Rabindranath Tagore est un artiste complet : écrivain, musicien, plasticien… Il a reçu le prix Nobel de littérature en 1913. Et les 22 nouvelles présentées dans ce recueil sont autant d’éclairages portés sur la société indienne.
Toutes se passent à Calcutta, ville natale de Tagore, ou au coeur du Bengale, au tournant des XIXème et XXème siècles. L’essentiel est centré sur des petites filles ou des jeunes femmes. Elles subissent le système patriarcal : « l’histoire du ghât » et « l’enfant muette » ou encore « la dot » racontent des histoires de dot et de dette. Elles sont victimes des inégalités de genre : « Le cahier d’écolier » ou « le receveur des postes » relatent une éducation a minima, voire totalement absente pour les petites filles.

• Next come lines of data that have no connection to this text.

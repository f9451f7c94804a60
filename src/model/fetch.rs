//! Fetch requests and outcomes exchanged between the state machine and the
//! network layer.
//!
//! Every request carries a ticket: the key it was issued for. Outcomes echo
//! the ticket back so the state machine can discard responses whose key is
//! no longer current.

use super::error::FetchError;
use super::repository::RepoSummary;
use super::user::UserSummary;

/// Process-unique id of one issued fetch.
#[derive(Debug, Clone, Copy, PartialEq, Eq, Hash, PartialOrd, Ord)]
pub struct RequestId(u64);

impl RequestId {
    /// Raw sequence number.
    pub fn get(self) -> u64 {
        self.0
    }
}

/// Monotonic source of [`RequestId`]s.
///
/// One sequence is shared by the search and every repository list mounted
/// beneath it, so a remounted list never reuses an id still in flight.
#[derive(Debug, Clone, Default)]
pub struct RequestSequence {
    last: u64,
}

impl RequestSequence {
    /// Empty sequence; the first id issued is 1.
    pub fn new() -> Self {
        Self::default()
    }

    /// Issue the next id, strictly greater than every earlier one.
    pub fn next_id(&mut self) -> RequestId {
        self.last += 1;
        RequestId(self.last)
    }
}

/// Key of a user search request.
#[derive(Debug, Clone, PartialEq, Eq)]
pub struct SearchTicket {
    /// Id of this search request.
    pub request: RequestId,
    /// Query text exactly as submitted.
    pub query: String,
}

/// Key of a repository listing request.
#[derive(Debug, Clone, PartialEq, Eq)]
pub struct RepoTicket {
    /// Id of this listing request.
    pub request: RequestId,
    /// Login whose repositories were requested.
    pub username: String,
}

/// A network call requested by the state machine.
#[derive(Debug, Clone, PartialEq, Eq)]
pub enum FetchRequest {
    /// `GET /search/users` for the ticket's query.
    SearchUsers(SearchTicket),
    /// `GET /users/{username}/repos` for the ticket's username.
    UserRepositories(RepoTicket),
}

impl FetchRequest {
    /// Id of the underlying ticket.
    pub fn request_id(&self) -> RequestId {
        match self {
            FetchRequest::SearchUsers(ticket) => ticket.request,
            FetchRequest::UserRepositories(ticket) => ticket.request,
        }
    }
}

/// Resolution of a [`FetchRequest`], tagged with the originating ticket.
#[derive(Debug, Clone, PartialEq, Eq)]
pub enum FetchOutcome {
    /// A user search finished.
    Users {
        /// Ticket of the originating request.
        ticket: SearchTicket,
        /// Matched users in API order, or the failure.
        result: Result<Vec<UserSummary>, FetchError>,
    },
    /// A repository listing finished.
    Repositories {
        /// Ticket of the originating request.
        ticket: RepoTicket,
        /// Repositories in API order, or the failure.
        result: Result<Vec<RepoSummary>, FetchError>,
    },
}
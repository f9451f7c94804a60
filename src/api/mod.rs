//! GitHub API access (impure shell).
//!
//! `client` speaks HTTP; `fetcher` runs it off the UI thread.

pub mod client;
pub mod fetcher;

pub use client::{ClientError, GithubClient, GITHUB_V3_MEDIA_TYPE};
pub use fetcher::{run_request, Fetcher, HttpFetcher};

Mais Tagore porte surtout un regard perçant sur la société indienne gangrenée par l’argent comme dans « Le cerf d’or ». En filigranne, c’est le système de castes qui détermine la vie de chacun.
Toutefois, en grand humaniste, le romancier renverse parfois ce déterminisme sociétal pour rendre à l’individu son propre destin. Comme c’est le cas dans « Kabuliwallah » et « le retour de Khokâbabu ».
Malgré l’empathie de l’auteur pour ses personnages, l’issue est souvent malheureuse et criante d’injustice. C’est le côté dramatique qui sous-tend toute bonne nouvelle. Mais en dépit de cette noirceur des événements, Tagore réussit, par son regard délicat, à sonder les âmes. C’est cette intelligence du coeur qu’il met à l’oeuvre dans son écriture.
On retrouve ainsi, dans ces nouvelles, ce qui porte toute son œuvre : son combat pour la reconnaissance des droits universels des peuples et des individus. Trop souvent niés en Inde.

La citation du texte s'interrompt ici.